I’m leaning toward the notion that they get an initial idea in their heads of what someone else seems to be saying, and then discard all data showing that the person is saying something else—confirmation bias to the point where it destroys the ability to read.
This may be the case for the instances you’re thinking of, but doesn’t seem to cover all instances if poor reading comprehension. I regularly converse with someone whose comprehension difficulties appear to stem from a poor short-term memory, for example.
This seems to be another point in favor of having a less-meta subreddit or forum—we could share resources about that kind of peripheral skill there.

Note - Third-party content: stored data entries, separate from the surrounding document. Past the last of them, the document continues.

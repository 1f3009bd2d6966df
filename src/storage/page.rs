//! Page - the fixed 4KB unit of storage.
//!
//! A [`Page`] is a raw byte array that the [`Pager`](super::Pager) moves
//! between the table file and memory. Node views in
//! [`index::btree`](crate::index::btree) interpret its contents.

use crate::common::config::PAGE_SIZE;

/// A page of data (4KB, 4KB-aligned).
///
/// `Page` does not implement `Clone`: pages are owned by the pager's arena
/// and everything else refers to them by [`PageId`](crate::PageId).
///
/// # Example
/// ```
/// use rowstore::storage::Page;
///
/// let mut page = Page::new();
/// page.as_mut_slice()[0] = 0xFF;
/// assert_eq!(page.as_slice()[0], 0xFF);
/// ```
#[repr(align(4096))]
pub struct Page {
    data: [u8; PAGE_SIZE],
}

impl Page {
    /// Create a new zeroed page.
    #[inline]
    pub fn new() -> Self {
        Self {
            data: [0u8; PAGE_SIZE],
        }
    }

    /// Get immutable slice of page data.
    #[inline]
    pub fn as_slice(&self) -> &[u8] {
        &self.data
    }

    /// Get mutable slice of page data.
    #[inline]
    pub fn as_mut_slice(&mut self) -> &mut [u8] {
        &mut self.data
    }
}

impl Default for Page {
    fn default() -> Self {
        Self::new()
    }
}

#[cfg(test)]
mod tests {
    use super::*;

    #[test]
    fn test_page_size_and_alignment() {
        assert_eq!(std::mem::size_of::<Page>(), PAGE_SIZE);
        assert_eq!(std::mem::align_of::<Page>(), 4096);
    }

    #[test]
    fn test_page_new() {
        let page = Page::new();
        assert_eq!(page.as_slice()[0], 0);
        assert_eq!(page.as_slice()[4095], 0);
    }
}
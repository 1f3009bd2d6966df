//! Cursor - a position within a leaf of the table's B-tree.

use crate::common::PageId;
use crate::error::Result;
use crate::row::Row;
use crate::table::Table;

use super::node::LeafNode;
use super::tree;

/// A position `(page, cell)` in one of the table's leaves.
///
/// Cursors come from [`Table::start`] and [`Table::find`] and borrow the
/// table mutably, so no other insert can run while one is alive. An insert
/// through [`Cursor::insert`] consumes the cursor; search again afterwards.
///
/// [`Cursor::advance`] never leaves the current leaf. Once the root has
/// split, a scan from [`Table::start`] covers the leftmost leaf only.
pub struct Cursor<'t> {
    table: &'t mut Table,
    page_id: PageId,
    cell_num: usize,
    end_of_table: bool,
}

impl<'t> Cursor<'t> {
    pub(crate) fn new(
        table: &'t mut Table,
        page_id: PageId,
        cell_num: usize,
        end_of_table: bool,
    ) -> Self {
        Self {
            table,
            page_id,
            cell_num,
            end_of_table,
        }
    }

    /// Leaf page the cursor points into.
    #[inline]
    pub fn page_id(&self) -> PageId {
        self.page_id
    }

    /// Cell index within the leaf.
    #[inline]
    pub fn cell_num(&self) -> usize {
        self.cell_num
    }

    /// Whether the cursor is past the last cell of its leaf.
    #[inline]
    pub fn end_of_table(&self) -> bool {
        self.end_of_table
    }

    /// Key of the cell under the cursor.
    ///
    /// # Panics
    /// Panics if the cursor is at the end of its leaf.
    pub fn key(&mut self) -> Result<u32> {
        let leaf = LeafNode::new(self.table.pager.page(self.page_id)?.as_slice());
        Ok(leaf.key(self.cell_num))
    }

    /// Row under the cursor.
    ///
    /// # Panics
    /// Panics if the cursor is at the end of its leaf.
    pub fn value(&mut self) -> Result<Row> {
        let leaf = LeafNode::new(self.table.pager.page(self.page_id)?.as_slice());
        leaf.row(self.cell_num)
    }

    /// Move to the next cell of the current leaf.
    pub fn advance(&mut self) -> Result<()> {
        let leaf = LeafNode::new(self.table.pager.page(self.page_id)?.as_slice());
        self.cell_num += 1;
        if self.cell_num >= leaf.num_cells() {
            self.end_of_table = true;
        }
        Ok(())
    }

    /// Insert `(key, row)` at the cursor position.
    ///
    /// # Errors
    /// - `Error::DuplicateKey` if the cursor points at `key`
    /// - `Error::TableFull` if the leaf must split and the tree cannot grow
    pub fn insert(self, key: u32, row: &Row) -> Result<()> {
        let table = self.table;
        tree::insert(
            &mut table.pager,
            &mut table.root_page,
            self.page_id,
            self.cell_num,
            key,
            row,
        )
    }
}

#[cfg(test)]
mod tests {
    use crate::Table;
    use crate::Row;
    use tempfile::tempdir;

    fn row(id: u32) -> Row {
        Row::new(id, format!("user{id}"), format!("person{id}@example.com")).unwrap()
    }

    #[test]
    fn test_start_on_empty_table() {
        let dir = tempdir().unwrap();
        let mut table = Table::open(dir.path().join("test.db")).unwrap();

        let cursor = table.start().unwrap();
        assert!(cursor.end_of_table());
        assert_eq!(cursor.cell_num(), 0);
    }

    #[test]
    fn test_scan_with_cursor() {
        let dir = tempdir().unwrap();
        let mut table = Table::open(dir.path().join("test.db")).unwrap();
        for id in [2, 1] {
            table.insert(&row(id)).unwrap();
        }

        let mut cursor = table.start().unwrap();
        assert_eq!(cursor.key().unwrap(), 1);
        assert_eq!(cursor.value().unwrap(), row(1));
        cursor.advance().unwrap();
        assert!(!cursor.end_of_table());
        assert_eq!(cursor.value().unwrap(), row(2));
        cursor.advance().unwrap();
        assert!(cursor.end_of_table());
    }

    #[test]
    fn test_insert_through_find_cursor() {
        let dir = tempdir().unwrap();
        let mut table = Table::open(dir.path().join("test.db")).unwrap();
        table.insert(&row(10)).unwrap();

        let cursor = table.find(5).unwrap();
        assert_eq!(cursor.cell_num(), 0);
        cursor.insert(5, &row(5)).unwrap();

        let cursor = table.find(10).unwrap();
        assert_eq!(cursor.cell_num(), 1);
        assert!(!cursor.end_of_table());
    }
}
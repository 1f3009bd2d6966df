//! Configuration constants for rowstore.
//!
//! Every bound here is fixed at compile time. The on-disk format depends on
//! `PAGE_SIZE` and the column widths, so changing them breaks existing files.

/// Size of a page in bytes (4KB).
///
/// Pages are the unit of I/O and caching. Page N lives at file offset
/// `N × PAGE_SIZE`.
pub const PAGE_SIZE: usize = 4096;

/// Maximum number of pages a table file may hold.
///
/// The pager keeps every page it has touched in memory, so this also bounds
/// the resident working set: `TABLE_MAX_PAGES × PAGE_SIZE` bytes.
pub const TABLE_MAX_PAGES: usize = 100;

/// Maximum number of keyed cells in an internal node.
///
/// Kept far below what a page could physically hold. Internal nodes are never
/// split, so once the root's cells are used up the table reports itself full.
pub const INTERNAL_NODE_MAX_CELLS: usize = 3;

/// Maximum length of the `username` column in bytes.
pub const COLUMN_USERNAME_SIZE: usize = 32;

/// Maximum length of the `email` column in bytes.
pub const COLUMN_EMAIL_SIZE: usize = 255;

/// Maximum size of a table file in bytes.
pub const TABLE_MAX_BYTES: u64 = (TABLE_MAX_PAGES as u64) * (PAGE_SIZE as u64);

#[cfg(test)]
mod tests {
    use super::*;

    #[test]
    fn test_page_size_is_power_of_two() {
        assert!(PAGE_SIZE.is_power_of_two());
        assert_eq!(PAGE_SIZE, 4096);
    }

    #[test]
    fn test_table_max_bytes() {
        assert_eq!(TABLE_MAX_BYTES, 100 * 4096);
    }
}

To be precise, the claim was that when you can improve an algorithm by randomizing it, you can improve it further by derandomizing it. Assigning probabilities over uranium atoms isn’t even a random task in the first place—you just lawfully calculate some numbers, and state those numbers out loud as your probabilities; not a single randomized step in the cognitive algorithm. If you said “bet everything on a random direction” it would be inferior. This is all stated very clearly in the original page.
In other words, tim_tyler (WRONG: this was Thomas, and as some observed, FAIL) was misstating my previous position (as a quotation no less!) and entirely failing to get the entire point, as usual. But this is not logical rudeness. It is poor reading comprehension.
I regard being quoted as saying something I never said as offensive—it’s injuring others via poor reading comprehension, and can be very simply counteracted by going back to the original text and quoting only things that people actually say. So I will go on to state the following: It’s actually a worthy question why reading comprehension seems to dissociate from ordinary intelligence—why there are people like Phil Goetz who consistently misunderstand almost everything said to them, without being able to realize it, learn the lesson from repeated experience, or do better by trying harder, in spite of their intelligence otherwise seeming not below that of people with much better reading comprehension. I’m leaning toward the notion that they get an initial idea in their heads of what someone else seems to be saying, and then discard all data showing that the person is saying something else—confirmation bias to the point where it destroys the ability to read, though not, alas, write.
Other people have pointed this out, but they forgot to add:
FAIL
Wow. True.
I suspect a perfect scan would have literally showed that my brain was reading “Thomas” as “Tim_Tyler” every time.
Are timtyler and Thomas the same person?
Of course not.
[Relevant Link]
Yep, I figured that out eventually.
This may be the case for the instances you’re thinking of, but doesn’t seem to cover all instances if poor reading comprehension. I regularly converse with someone whose comprehension difficulties appear to stem from a poor short-term memory, for example.
This seems to be another point in favor of having a less-meta subreddit or forum—we could share resources about that kind of peripheral skill there.